### Records provided
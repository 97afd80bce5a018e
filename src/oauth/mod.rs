// Google and Facebook sign-in: provider endpoints, the code exchange and
// mapping a provider identity onto a local account.

mod client;
mod profile;
mod provider;
mod resolve;

pub use self::client::{OAuthClient, is_placeholder};
pub use self::profile::{
    OAuthProfile, dev_profile, parse_facebook_profile, parse_google_profile, parse_profile,
    parse_token_response,
};
pub use self::provider::Provider;
pub use self::resolve::{generate_unique_username, plan_link, resolve_user, username_base};
use sqlx::PgPool;

use crate::errors::AppError;
use crate::models::query_filter::{ContentFilter, WhereBuilder};
use super::types::*;

const SELECT_NEWS: &str = "\
    SELECT n.id, n.title, n.content, n.image_url, n.author_id, \
           COALESCE(NULLIF(TRIM(CONCAT(u.first_name, ' ', u.last_name)), ''), u.username, '') AS author_name, \
           n.status, n.created_at, n.updated_at \
    FROM news n \
    LEFT JOIN users u ON u.id = n.author_id";

/// News matching the filter, newest first, limited to the drafts `access` allows.
pub async fn find_filtered(
    pool: &PgPool,
    filter: &ContentFilter,
    access: DraftAccess,
) -> Result<Vec<NewsItem>, AppError> {
    let mut builder = WhereBuilder::new();
    if let DraftAccess::AuthoredBy(uid) = access {
        builder.push_raw(format!("(n.status = 'published' OR n.author_id = {uid})"));
    }
    filter.apply(&mut builder, "n.created_at", &["n.title", "n.content"]);
    let sql = format!("{SELECT_NEWS}{} ORDER BY n.created_at DESC, n.id DESC", builder.where_clause());

    let mut query = sqlx::query_as::<_, NewsItem>(&sql);
    for p in builder.params() {
        query = query.bind(p);
    }
    Ok(query.fetch_all(pool).await?)
}

pub async fn find_recent(pool: &PgPool, limit: i64) -> Result<Vec<NewsItem>, AppError> {
    let sql = format!("{SELECT_NEWS} WHERE n.status = 'published' ORDER BY n.created_at DESC LIMIT $1");
    Ok(sqlx::query_as::<_, NewsItem>(&sql).bind(limit).fetch_all(pool).await?)
}

pub async fn find_by_id(pool: &PgPool, id: i64) -> Result<Option<NewsItem>, AppError> {
    let sql = format!("{SELECT_NEWS} WHERE n.id = $1");
    Ok(sqlx::query_as::<_, NewsItem>(&sql).bind(id).fetch_optional(pool).await?)
}

pub async fn create(pool: &PgPool, input: &NewsInput, author_id: i64) -> Result<i64, AppError> {
    let id: i64 = sqlx::query_scalar(
        "INSERT INTO news (title, content, image_url, author_id, status) \
         VALUES ($1, $2, $3, $4, $5) RETURNING id",
    )
    .bind(input.title.trim())
    .bind(input.content.trim())
    .bind(input.image_url.trim())
    .bind(author_id)
    .bind(&input.status)
    .fetch_one(pool)
    .await?;
    Ok(id)
}

pub async fn update(pool: &PgPool, id: i64, input: &NewsInput) -> Result<bool, AppError> {
    let result = sqlx::query(
        "UPDATE news SET title = $1, content = $2, image_url = $3, status = $4, updated_at = NOW() \
         WHERE id = $5",
    )
    .bind(input.title.trim())
    .bind(input.content.trim())
    .bind(input.image_url.trim())
    .bind(&input.status)
    .bind(id)
    .execute(pool)
    .await?;
    Ok(result.rows_affected() > 0)
}

pub async fn delete(pool: &PgPool, id: i64) -> Result<bool, AppError> {
    let result = sqlx::query("DELETE FROM news WHERE id = $1").bind(id).execute(pool).await?;
    Ok(result.rows_affected() > 0)
}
######
Reproduce all the records precisely.

repository 97afd80bce5a018e
filename src/oauth/mod.rs
// Google and Facebook sign-in: provider endpoints, the code exchange and
// mapping a provider identity onto a local account.

mod client;
mod profile;
mod provider;
mod resolve;

pub use self::client::{OAuthClient, is_placeholder};
pub use self::profile::{
    OAuthProfile, dev_profile, parse_facebook_profile, parse_google_profile, parse_profile,
    parse_token_response,
};
pub use self::provider::Provider;
pub use self::resolve::{generate_unique_username, plan_link, resolve_user, username_base};
use sqlx::PgPool;

use crate::errors::AppError;
use crate::models::query_filter::{ContentFilter, WhereBuilder};
use super::types::*;

const SELECT_NEWS: &str = "\
    SELECT n.id, n.title, n.content, n.image_url, n.author_id, \
           COALESCE(NULLIF(TRIM(CONCAT(u.first_name, ' ', u.last_name)), ''), u.username, '') AS author_name, \
           n.status, n.created_at, n.updated_at \
    FROM news n \
    LEFT JOIN users u ON u.id = n.author_id";

/// News matching the filter, newest first, limited to the drafts `access` allows.
pub async fn find_filtered(
    pool: &PgPool,
    filter: &ContentFilter,
    access: DraftAccess,
) -> Result<Vec<NewsItem>, AppError> {
    let mut builder = WhereBuilder::new();
    if let DraftAccess::AuthoredBy(uid) = access {
        builder.push_raw(format!("(n.status = 'published' OR n.author_id = {uid})"));
    }
    filter.apply(&mut builder, "n.created_at", &["n.title", "n.content"]);
    let sql = format!("{SELECT_NEWS}{} ORDER BY n.created_at DESC, n.id DESC", builder.where_clause());

    let mut query = sqlx::query_as::<_, NewsItem>(&sql);
    for p in builder.params() {
        query = query.bind(p);
    }
    Ok(query.fetch_all(pool).await?)
}

pub async fn find_recent(pool: &PgPool, limit: i64) -> Result<Vec<NewsItem>, AppError> {
    let sql = format!("{SELECT_NEWS} WHERE n.status = 'published' ORDER BY n.created_at DESC LIMIT $1");
    Ok(sqlx::query_as::<_, NewsItem>(&sql).bind(limit).fetch_all(pool).await?)
}

pub async fn find_by_id(pool: &PgPool, id: i64) -> Result<Option<NewsItem>, AppError> {
    let sql = format!("{SELECT_NEWS} WHERE n.id = $1");
    Ok(sqlx::query_as::<_, NewsItem>(&sql).bind(id).fetch_optional(pool).await?)
}

pub async fn create(pool: &PgPool, input: &NewsInput, author_id: i64) -> Result<i64, AppError> {
    let id: i64 = sqlx::query_scalar(
        "INSERT INTO news (title, content, image_url, author_id, status) \
         VALUES ($1, $2, $3, $4, $5) RETURNING id",
    )
    .bind(input.title.trim())
    .bind(input.content.trim())
    .bind(input.image_url.trim())
    .bind(author_id)
    .bind(&input.status)
    .fetch_one(pool)
    .await?;
    Ok(id)
}

pub async fn update(pool: &PgPool, id: i64, input: &NewsInput) -> Result<bool, AppError> {
    let result = sqlx::query(
        "UPDATE news SET title = $1, content = $2, image_url = $3, status = $4, updated_at = NOW() \
         WHERE id = $5",
    )
    .bind(input.title.trim())
    .bind(input.content.trim())
    .bind(input.image_url.trim())
    .bind(&input.status)
    .bind(id)
    .execute(pool)
    .await?;
    Ok(result.rows_affected() > 0)
}

pub async fn delete(pool: &PgPool, id: i64) -> Result<bool, AppError> {
    let result = sqlx::query("DELETE FROM news WHERE id = $1").bind(id).execute(pool).await?;
    Ok(result.rows_affected() > 0)
}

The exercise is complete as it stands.